Rather than linking to the visualisations in the second notebook, I think it's probably better to view the PNG plots themselves, as the appearance online is sometimes slightly different to the finished image files. Ultimately, it's the PNGs that will be used in the report, so these versions need the most careful checking.

My aims with this notebook are:

 1. Provide an overview of the plots generated so far and highlight a few things that need checking, and <br><br>
 
 2. To take a look at some of the other data processing tasks (e.g. catchment area calculations, periods when the water level sensors are above the water etc.). 
 
**NB:** We're still waiting for some data from the lab, so some of these plots will change in the future.

**NB2:** I still haven't produced plots showing the variance of the replicate pH, redox and conductivity measurements (point 6 in Therese's e-mail). **Come back to this**.
 
## 1. PNG plots

I don't have permission to upload files to the project folder on the network, so I've created a temporary folder for the plots here:

K:\Prosjekter\JES\TFM_Krypsiv\Plots

This folder currently contains 8 PNG files and a subfolder called `chem_ts_by_site`, which contains a further 19 PNGs.

**Things to check:**

 1. For all files, please check the axis labels, units (if appropriate) and my Norwegian (!). <br><br>
 
 2. For *algal_proportions.png*, all the proportions add to 100%, except for station HIL during 2014. Is this correct? <br><br>
 
 3. For *substrate_proportions.png*, I've adjusted the "Organisk" class to make the totals sum to 100% (as suggested by Therese in her e-mail).
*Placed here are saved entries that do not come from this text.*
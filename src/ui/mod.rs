pub mod icons;
pub mod progress;

pub use progress::{RunUI, print_summary};
//! Review gates for phase outputs.
//!
//! In gated mode each gateable work phase is followed by a review phase. The
//! [`ReviewGate`] formats the phase's outputs for a human, classifies the
//! answer coming back through a [`ReviewChannel`], and tracks the review
//! record through `Pending -> Approved | RevisionRequested -> InRevision`.
//!
//! ## Example
//!
//! ```
//! use reqflow::phase::Phase;
//! use reqflow::review::{ReviewDecision, ReviewGate};
//!
//! let gate = ReviewGate::new();
//! let feedback = gate.decide("revise\npriority: login first", false, Phase::FunctionalRequirements);
//! assert_eq!(feedback.decision, ReviewDecision::RequestRevision);
//! assert_eq!(feedback.revision_items, vec!["priority"]);
//! ```

pub mod channel;
mod gate;
mod types;

pub use channel::{ConsoleReviewChannel, ReviewChannel, ScriptedReviewChannel};
pub use gate::ReviewGate;
pub use types::{
    PhaseReview, ReviewDecision, ReviewFeedback, ReviewStatus, RevisionInstructions,
};
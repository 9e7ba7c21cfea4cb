use crate::recovery::ErrorHandler;
use crate::state::ProcessState;
use std::collections::BTreeMap;

/// How many of the most recent errors a report shows.
const REPORT_ERROR_LIMIT: usize = 5;

impl ErrorHandler {
    /// Human-readable summary of the run's errors and retries.
    pub fn generate_error_report(&self, state: &ProcessState) -> String {
        let errors = state.errors();
        let retries: Vec<_> = state
            .retry_attempts()
            .iter()
            .filter(|(_, count)| **count > 0)
            .collect();

        if errors.is_empty() && retries.is_empty() {
            return "No errors have occurred.".to_string();
        }

        let mut report = vec!["Error report".to_string(), "=".repeat(40)];

        if !errors.is_empty() {
            report.push(String::new());
            report.push("Recent errors:".to_string());
            let skip = errors.len().saturating_sub(REPORT_ERROR_LIMIT);
            for error in &errors[skip..] {
                report.push(format!("- {error}"));
            }
        }

        if !retries.is_empty() {
            report.push(String::new());
            report.push("Retries:".to_string());
            for (phase, count) in retries {
                report.push(format!("- {phase}: {count} retries"));
            }
        }

        if let Some(phase) = state.last_error_phase() {
            report.push(String::new());
            report.push(format!("Last error phase: {phase}"));
        }

        report.join("\n")
    }

    /// Suggested next steps keyed by `immediate`, `manual_intervention`,
    /// `retry` and `review`.
    pub fn suggest_recovery_action(&self, state: &ProcessState) -> BTreeMap<String, String> {
        let mut suggestions = BTreeMap::new();

        if let Some(phase) = state.last_error_phase() {
            if state.retry_count(phase) >= self.max_retry_count() {
                suggestions.insert(
                    "immediate".to_string(),
                    format!("Inspect phase {phase} manually"),
                );
                suggestions.insert(
                    "manual_intervention".to_string(),
                    "Adjust worker parameters or check the input brief".to_string(),
                );
            } else {
                suggestions.insert(
                    "retry".to_string(),
                    format!("Phase {phase} can be re-run"),
                );
            }
        }

        if state.errors().len() > REPORT_ERROR_LIMIT {
            suggestions.insert(
                "review".to_string(),
                "Many errors have occurred; review the worker configuration".to_string(),
            );
        }

        suggestions
    }
}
For each plot, asterisks (\*) on the years on the x-axis highlight where adjustments have been made. The following results still look a bit strange and need further checking:
 
  * VAL in 2014 has 200% boulders *and* 100% organic. The overall total is currently 380% 
  * Even removing the organic column, the total for VAL in 2016 is 110%, so one of the other columns also needs reducing 
  * SØR in 2016 currently sums to 157%, but with only 15% organic. Some of the other classes will therefore need reducing too
  
## 2. Estimate discharge for MID and FYG

Based on the preliminary analysis in section 3 of the [previous notebook](http://nbviewer.jupyter.org/github/JamesSample/krypsiv/blob/master/krypsiv.ipynb), it looks reasonable to estimate discharge at stations MID and FYG by area-scaling the flow data from the NVE site at Kjølemo.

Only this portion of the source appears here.